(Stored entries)
// File: crates/scatter-core/src/render.rs
// Summary: Side-effecting apply step: draw a Scene onto a Skia CPU raster surface.

use std::path::Path;

use skia_safe as skia;

use crate::error::ChartError;
use crate::layout::{self, CIRCLE_RADIUS};
use crate::scene::{Scene, TooltipBox};
use crate::text::TextShaper;
use crate::theme::Theme;

const TICK_LEN: f32 = 6.0;
const TICK_LABEL_SIZE: f32 = 11.0;
const CAPTION_SIZE: f32 = 14.0;
const GLYPH_SIZE: f32 = 10.0;
const TOOLTIP_TEXT_SIZE: f32 = 12.0;
const TOOLTIP_PAD: f32 = 8.0;
const TOOLTIP_LINE_H: f32 = 16.0;

pub struct RenderOptions {
    pub width: i32,
    pub height: i32,
    pub theme: Theme,
    /// Text drawing can be disabled for platform-independent pixel snapshots.
    pub draw_text: bool,
}

impl Default for RenderOptions {
    fn default() -> Self {
        Self {
            width: layout::WIDTH,
            height: layout::HEIGHT,
            theme: Theme::dark(),
            draw_text: true,
        }
    }
}

/// Render the scene and return raw RGBA8 pixels (row-major, width*height*4).
pub fn render_to_rgba8(scene: &Scene, opts: &RenderOptions) -> Result<Vec<u8>, ChartError> {
    let mut surface = raster_surface(opts)?;
    draw_scene(surface.canvas(), scene, opts);

    let info = skia::ImageInfo::new(
        (opts.width, opts.height),
        skia::ColorType::RGBA8888,
        skia::AlphaType::Unpremul,
        None,
    );
    let row_bytes = opts.width as usize * 4;
    let mut pixels = vec![0u8; row_bytes * opts.height as usize];
    if !surface.read_pixels(&info, &mut pixels, row_bytes, (0, 0)) {
        return Err(ChartError::Render("surface read_pixels failed".into()));
    }
    Ok(pixels)
}

/// Render the scene and return encoded PNG bytes.
pub fn render_to_png_bytes(scene: &Scene, opts: &RenderOptions) -> Result<Vec<u8>, ChartError> {
    let mut surface = raster_surface(opts)?;
    draw_scene(surface.canvas(), scene, opts);

    let image = surface.image_snapshot();
    #[allow(deprecated)]
    let data = image
        .encode_to_data(skia::EncodedImageFormat::PNG)
        .ok_or_else(|| ChartError::Render("PNG encode failed".into()))?;
    Ok(data.as_bytes().to_vec())
}

/// Render the scene to a PNG file, creating parent directories as needed.
pub fn render_to_png(
    scene: &Scene,
    opts: &RenderOptions,
    output_png_path: impl AsRef<Path>,
) -> Result<(), ChartError> {
    let bytes = render_to_png_bytes(scene, opts)?;
    if let Some(parent) = output_png_path.as_ref().parent() {
        std::fs::create_dir_all(parent)?;
    }
    std::fs::write(output_png_path, bytes)?;
    Ok(())
}

fn raster_surface(opts: &RenderOptions) -> Result<skia::Surface, ChartError> {
    skia::surfaces::raster_n32_premul((opts.width.max(1), opts.height.max(1)))
        .ok_or_else(|| ChartError::Render("failed to create raster surface".into()))
}

fn draw_scene(canvas: &skia::Canvas, scene: &Scene, opts: &RenderOptions) {
    let theme = &opts.theme;
    canvas.clear(theme.background);

    let shaper = opts.draw_text.then(TextShaper::new);

    draw_frame(canvas, scene, theme);
    draw_ticks(canvas, scene, theme, shaper.as_ref());
    draw_captions(canvas, scene, theme, shaper.as_ref());
    draw_marks(canvas, scene, theme, shaper.as_ref());
    if let (Some(tip), Some(shaper)) = (&scene.tooltip, shaper.as_ref()) {
        draw_tooltip(canvas, tip, opts, shaper);
    }
}

fn stroke_paint(color: skia::Color, width: f32) -> skia::Paint {
    let mut p = skia::Paint::default();
    p.set_anti_alias(true);
    p.set_style(skia::paint::Style::Stroke);
    p.set_stroke_width(width);
    p.set_color(color);
    p
}

fn fill_paint(color: skia::Color) -> skia::Paint {
    let mut p = skia::Paint::default();
    p.set_anti_alias(true);
    p.set_style(skia::paint::Style::Fill);
    p.set_color(color);
    p
}

/// Bottom and left axis lines around the plot rect.
fn draw_frame(canvas: &skia::Canvas, scene: &Scene, theme: &Theme) {
    let paint = stroke_paint(theme.frame, 1.5);
    let plot = scene.plot;
    let (l, t, r, b) = (plot.left as f32, plot.top as f32, plot.right as f32, plot.bottom as f32);
    canvas.draw_line((l, b), (r, b), &paint);
    canvas.draw_line((l, t), (l, b), &paint);
}

fn draw_ticks(canvas: &skia::Canvas, scene: &Scene, theme: &Theme, shaper: Option<&TextShaper>) {
    let paint = stroke_paint(theme.tick, 1.0);
    let plot = scene.plot;
    let b = plot.bottom as f32;
    let l = plot.left as f32;

    for tick in &scene.x_ticks {
        canvas.draw_line((tick.px, b), (tick.px, b + TICK_LEN), &paint);
        if let Some(shaper) = shaper {
            shaper.draw_centered(canvas, &tick.label, tick.px, b + TICK_LEN + 14.0, TICK_LABEL_SIZE, theme.tick_label, false);
        }
    }
    for tick in &scene.y_ticks {
        canvas.draw_line((l - TICK_LEN, tick.px), (l, tick.px), &paint);
        if let Some(shaper) = shaper {
            let w = shaper.measure_width(&tick.label, TICK_LABEL_SIZE, false);
            shaper.draw_left(canvas, &tick.label, l - TICK_LEN - 4.0 - w, tick.px + 4.0, TICK_LABEL_SIZE, theme.tick_label, false);
        }
    }
}

fn draw_captions(canvas: &skia::Canvas, scene: &Scene, theme: &Theme, shaper: Option<&TextShaper>) {
    let Some(shaper) = shaper else { return };
    for caption in &scene.captions {
        let color = if caption.active { theme.caption_active } else { theme.caption_inactive };
        if caption.rotated {
            canvas.save();
            canvas.translate((caption.x, caption.y));
            canvas.rotate(-90.0, None);
            shaper.draw_centered(canvas, caption.text, 0.0, 0.0, CAPTION_SIZE, color, caption.active);
            canvas.restore();
        } else {
            shaper.draw_centered(canvas, caption.text, caption.x, caption.y, CAPTION_SIZE, color, caption.active);
        }
    }
}

fn draw_marks(canvas: &skia::Canvas, scene: &Scene, theme: &Theme, shaper: Option<&TextShaper>) {
    let stroke = stroke_paint(theme.circle_stroke, 1.0);
    for mark in &scene.marks {
        let fill_color = if mark.hovered { theme.circle_hover } else { theme.circle_fill };
        let fill = fill_paint(fill_color);
        canvas.draw_circle((mark.x, mark.y), CIRCLE_RADIUS, &fill);
        canvas.draw_circle((mark.x, mark.y), CIRCLE_RADIUS, &stroke);
        if let Some(shaper) = shaper {
            // Glyph sits on the circle center, nudged down to optical middle.
            shaper.draw_centered(canvas, &mark.abbr, mark.x, mark.y + GLYPH_SIZE * 0.35, GLYPH_SIZE, theme.glyph, true);
        }
    }
}

fn draw_tooltip(canvas: &skia::Canvas, tip: &TooltipBox, opts: &RenderOptions, shaper: &TextShaper) {
    let theme = &opts.theme;
    let lines = [tip.title.as_str(), tip.x_line.as_str(), tip.y_line.as_str()];
    let text_w = lines
        .iter()
        .map(|l| shaper.measure_width(l, TOOLTIP_TEXT_SIZE, false))
        .fold(0.0f32, f32::max);
    let box_w = text_w + TOOLTIP_PAD * 2.0;
    let box_h = TOOLTIP_LINE_H * lines.len() as f32 + TOOLTIP_PAD * 2.0;

    // Anchor above the circle; clamp so the box stays on the canvas.
    let mut left = tip.anchor_x - box_w * 0.5;
    let mut top = tip.anchor_y - box_h;
    left = left.clamp(0.0, (opts.width as f32 - box_w).max(0.0));
    top = top.clamp(0.0, (opts.height as f32 - box_h).max(0.0));

    let rect = skia::Rect::from_xywh(left, top, box_w, box_h);
    canvas.draw_rect(rect, &fill_paint(theme.tooltip_bg));
    canvas.draw_rect(rect, &stroke_paint(theme.tooltip_border, 1.0));

    for (i, line) in lines.iter().enumerate() {
        let y = top + TOOLTIP_PAD + TOOLTIP_LINE_H * (i as f32 + 0.75);
        shaper.draw_left(canvas, line, left + TOOLTIP_PAD, y, TOOLTIP_TEXT_SIZE, theme.tooltip_text, i == 0);
    }
}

[YOUR OBJECTIVE] For this exercise, output exactly the lines above from the line with "let paint = stroke_paint(theme.frame, 1.5);" to the line with "let l = plot.left as f32;", counting both, and leave out the rest.

[TASK ANSWER]
    let paint = stroke_paint(theme.frame, 1.5);
    let plot = scene.plot;
    let (l, t, r, b) = (plot.left as f32, plot.top as f32, plot.right as f32, plot.bottom as f32);
    canvas.draw_line((l, b), (r, b), &paint);
    canvas.draw_line((l, t), (l, b), &paint);
}

fn draw_ticks(canvas: &skia::Canvas, scene: &Scene, theme: &Theme, shaper: Option<&TextShaper>) {
    let paint = stroke_paint(theme.tick, 1.0);
    let plot = scene.plot;
    let b = plot.bottom as f32;
    let l = plot.left as f32;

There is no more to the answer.